Good luck, steady stacking hands! The finicky preparation for these is so worth it. ;)
Tah dah! Serve right away. These are great when just a tad warm, with the zucchini slices retaining a little bit of their crunch.
- 1 medium zucchini, sliced into 1/3” rounds
- 2 medium tomatoes, sliced into 1/3” rounds
- 1 small-medium eggplant, sliced into 1/3” rounds
- 1 cup crimini mushrooms, washed and destemmed
- 1 small white onion, diced
- balsamic vinegar
- olive oil
- 1/2 cup nut cheese (I like Treeline Tree Nut Cheese, but you can also make your own with this recipe: http://fromthegroundupwellness.com/recipes/cheesy-roasted-brussels-sprouts/)

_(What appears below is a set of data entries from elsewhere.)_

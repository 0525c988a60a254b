use serde::Deserialize;

use phaser_core::game::GameConfig;

const CONFIG_FILE: &str = "phaser-server.toml";

/// Top-level server configuration, loaded from `phaser-server.toml`.
#[derive(Debug, Clone, Deserialize)]
#[serde(default)]
pub struct ServerConfig {
    pub listen_addr: String,
    pub auth: AuthFileConfig,
    pub limits: LimitsConfig,
    pub sessions: SessionsConfig,
    /// Rules pushed to every device on registration.
    pub game: GameConfig,
}

impl Default for ServerConfig {
    fn default() -> Self {
        Self {
            listen_addr: "0.0.0.0:8080".to_string(),
            auth: AuthFileConfig::default(),
            limits: LimitsConfig::default(),
            sessions: SessionsConfig::default(),
            game: GameConfig::default(),
        }
    }
}

/// Connection caps, buffer sizes, rate limits.
#[derive(Debug, Clone, Deserialize)]
#[serde(default)]
pub struct LimitsConfig {
    pub max_ws_connections: usize,
    pub ws_rate_limit_per_sec: f64,
    /// Outbound queue depth per device connection.
    pub device_message_buffer: usize,
    /// How long a new connection may take to send its Register.
    pub register_timeout_secs: u64,
}

impl Default for LimitsConfig {
    fn default() -> Self {
        Self {
            max_ws_connections: 64,
            ws_rate_limit_per_sec: 20.0,
            device_message_buffer: 64,
            register_timeout_secs: 10,
        }
    }
}

/// Device session lifecycle.
#[derive(Debug, Clone, Deserialize)]
#[serde(default)]
pub struct SessionsConfig {
    /// A device silent for this long is dropped. Devices heartbeat every 5 s.
    pub stale_timeout_secs: u64,
    pub cleanup_interval_secs: u64,
}

impl Default for SessionsConfig {
    fn default() -> Self {
        Self {
            stale_timeout_secs: 20,
            cleanup_interval_secs: 5,
        }
    }
}

#[derive(Debug, Clone, Default, Deserialize)]
#[serde(default)]
pub struct AuthFileConfig {
    pub bearer_token: Option<String>,
}

#[derive(Debug)]
pub enum ConfigError {
    Invalid { field: &'static str, reason: String },
}

impl std::fmt::Display for ConfigError {
    fn fmt(&self, f: &mut std::fmt::Formatter<'_>) -> std::fmt::Result {
        match self {
            Self::Invalid { field, reason } => write!(f, "{field}: {reason}"),
        }
    }
}

impl std::error::Error for ConfigError {}

fn invalid(field: &'static str, reason: impl Into<String>) -> ConfigError {
    ConfigError::Invalid {
        field,
        reason: reason.into(),
    }
}

/// Reject rules a device could not play by. Shared by startup validation and
/// the admin API.
pub fn validate_game_config(game: &GameConfig) -> Result<(), ConfigError> {
    if !game.unlimited_ammo && game.max_ammo == 0 {
        return Err(invalid("game.max_ammo", "must be > 0 unless ammo is unlimited"));
    }
    if game.respawn_duration_ms == 0 {
        return Err(invalid("game.respawn_duration_ms", "must be > 0"));
    }
    if game.max_hearts == 0 {
        return Err(invalid("game.max_hearts", "must be > 0"));
    }
    Ok(())
}

impl ServerConfig {
    pub fn validate(&self) -> Result<(), ConfigError> {
        if self.listen_addr.parse::<std::net::SocketAddr>().is_err() {
            return Err(invalid(
                "listen_addr",
                format!("{} is not a valid socket address", self.listen_addr),
            ));
        }

        if self.auth.bearer_token.is_some() {
            tracing::warn!(
                "bearer_token is set in config file, use PHASER_API_TOKEN env var in production"
            );
        }

        if self.limits.max_ws_connections == 0 {
            return Err(invalid("limits.max_ws_connections", "must be > 0"));
        }
        if self.limits.ws_rate_limit_per_sec <= 0.0 {
            return Err(invalid("limits.ws_rate_limit_per_sec", "must be > 0"));
        }
        if self.limits.device_message_buffer < 4 {
            return Err(invalid(
                "limits.device_message_buffer",
                "must hold at least the registration burst (4)",
            ));
        }
        if self.limits.register_timeout_secs == 0 {
            return Err(invalid("limits.register_timeout_secs", "must be > 0"));
        }

        if self.sessions.stale_timeout_secs == 0 {
            return Err(invalid("sessions.stale_timeout_secs", "must be > 0"));
        }
        if self.sessions.cleanup_interval_secs == 0 {
            return Err(invalid("sessions.cleanup_interval_secs", "must be > 0"));
        }

        validate_game_config(&self.game)
    }

    /// Load config from `phaser-server.toml` if it exists, then apply env var
    /// overrides.
    pub fn load() -> Self {
        let mut config = match std::fs::read_to_string(CONFIG_FILE) {
            Ok(content) => match toml::from_str::<ServerConfig>(&content) {
                Ok(cfg) => {
                    tracing::info!("Loaded configuration from {CONFIG_FILE}");
                    cfg
                },
                Err(e) => {
                    tracing::warn!("Failed to parse {CONFIG_FILE}: {e}, using defaults");
                    ServerConfig::default()
                },
            },
            Err(_) => {
                tracing::info!("No {CONFIG_FILE} found, using defaults");
                ServerConfig::default()
            },
        };
        config.apply_env(|key| std::env::var(key).ok());
        config
    }

    /// Apply `PHASER_*` overrides from `lookup`.
    pub fn apply_env(&mut self, lookup: impl Fn(&str) -> Option<String>) {
        if let Some(addr) = lookup("PHASER_LISTEN_ADDR")
            && !addr.is_empty()
        {
            self.listen_addr = addr;
        }
        if let Some(token) = lookup("PHASER_API_TOKEN")
            && !token.is_empty()
        {
            self.auth.bearer_token = Some(token);
        }
        if let Some(val) = lookup("PHASER_MAX_WS_CONNECTIONS")
            && let Ok(n) = val.parse::<usize>()
        {
            self.limits.max_ws_connections = n;
        }
        if let Some(val) = lookup("PHASER_WS_RATE_LIMIT")
            && let Ok(n) = val.parse::<f64>()
        {
            self.limits.ws_rate_limit_per_sec = n;
        }
        if let Some(val) = lookup("PHASER_STALE_TIMEOUT_SECS")
            && let Ok(n) = val.parse::<u64>()
        {
            self.sessions.stale_timeout_secs = n;
        }
    }
}

#[cfg(test)]
mod tests {
    use super::*;
    use phaser_core::game::GameMode;
    use std::collections::HashMap;

    #[test]
    fn default_config_is_valid() {
        let cfg = ServerConfig::default();
        assert_eq!(cfg.listen_addr, "0.0.0.0:8080");
        assert!(cfg.auth.bearer_token.is_none());
        assert_eq!(cfg.game, GameConfig::default());
        cfg.validate().unwrap();
    }

    #[test]
    fn parse_minimal_toml() {
        let toml_str = r#"
listen_addr = "127.0.0.1:9090"

[auth]
bearer_token = "secret123"

[game]
mode = "team"
max_ammo = 12
"#;
        let cfg: ServerConfig = toml::from_str(toml_str).unwrap();
        assert_eq!(cfg.listen_addr, "127.0.0.1:9090");
        assert_eq!(cfg.auth.bearer_token.as_deref(), Some("secret123"));
        assert_eq!(cfg.game.mode, GameMode::Team);
        assert_eq!(cfg.game.max_ammo, 12);
        assert_eq!(cfg.game.max_hearts, 3);
        assert_eq!(cfg.limits.max_ws_connections, 64);
    }

    #[test]
    fn env_overrides_file_values() {
        let env: HashMap<&str, &str> = [
            ("PHASER_LISTEN_ADDR", "127.0.0.1:7000"),
            ("PHASER_API_TOKEN", "tok"),
            ("PHASER_WS_RATE_LIMIT", "5.5"),
            ("PHASER_STALE_TIMEOUT_SECS", "not-a-number"),
        ]
        .into_iter()
        .collect();
        let mut cfg = ServerConfig::default();
        cfg.apply_env(|k| env.get(k).map(|v| v.to_string()));
        assert_eq!(cfg.listen_addr, "127.0.0.1:7000");
        assert_eq!(cfg.auth.bearer_token.as_deref(), Some("tok"));
        assert_eq!(cfg.limits.ws_rate_limit_per_sec, 5.5);
        assert_eq!(cfg.sessions.stale_timeout_secs, 20);
    }

    #[test]
    fn invalid_values_are_rejected() {
        let mut cfg = ServerConfig {
            listen_addr: "nowhere".to_string(),
            ..ServerConfig::default()
        };
        assert!(cfg.validate().is_err());

        cfg.listen_addr = "127.0.0.1:0".to_string();
        cfg.limits.device_message_buffer = 2;
        assert!(cfg.validate().is_err());

        cfg.limits.device_message_buffer = 16;
        cfg.game.max_ammo = 0;
        assert!(cfg.validate().is_err());
        cfg.game.unlimited_ammo = true;
        cfg.validate().unwrap();
    }
}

- 1 tsp apple cider vinegar
- 2 tbsp chopped fresh basil (plus extra for garnish, optional)
- chopped olives of choice for garnish (optional)
- avocado oil for garnish (optional)
- 1. Preheat oven to 325F.
- 2. Place sliced veggies and mushrooms on a baking tray and brush with oil. Mushrooms should be open-side up: you’ll pour about 1/2 tsp of balsamic into each one.
- 3. Bake for 30-35 minutes, until mushrooms and tomatoes shrivel slightly and eggplant and zucchini become tender. You want them to retain a little shape, so don’t overcook: they need to be firm enough to stack.
- 4. While they cook, prepare your cashew cream filling: Heat a little olive oil in a skillet over medium, add onion and sautee 3-4 minutes until translucent. Combine your onions, nut cheese, apple cider vinegar and basil in a food processor until smooth. Transfer to a bowl and set in the fridge to rest. (This would be a good time to wash out the food processor: you’ll need it again in a minute.)
- 5. Once your veggies are done, remove the mushrooms from the tray and pop in the food processor. Pulse a few times until chunky.
- 6. Begin assembling! On each plate, place a small dollop of your cashew cream. Then layer: a piece of zucchini, a smear of cashew cheese, eggplant, a smear of cashew cheese, chopped mushrooms, a piece of tomato, and optional olives or basil for garnish.
- 7. Drizzle a little oil (we used avocado) and balsamic around each one and serve.
- Look for veggies of similar diameters for best stacking.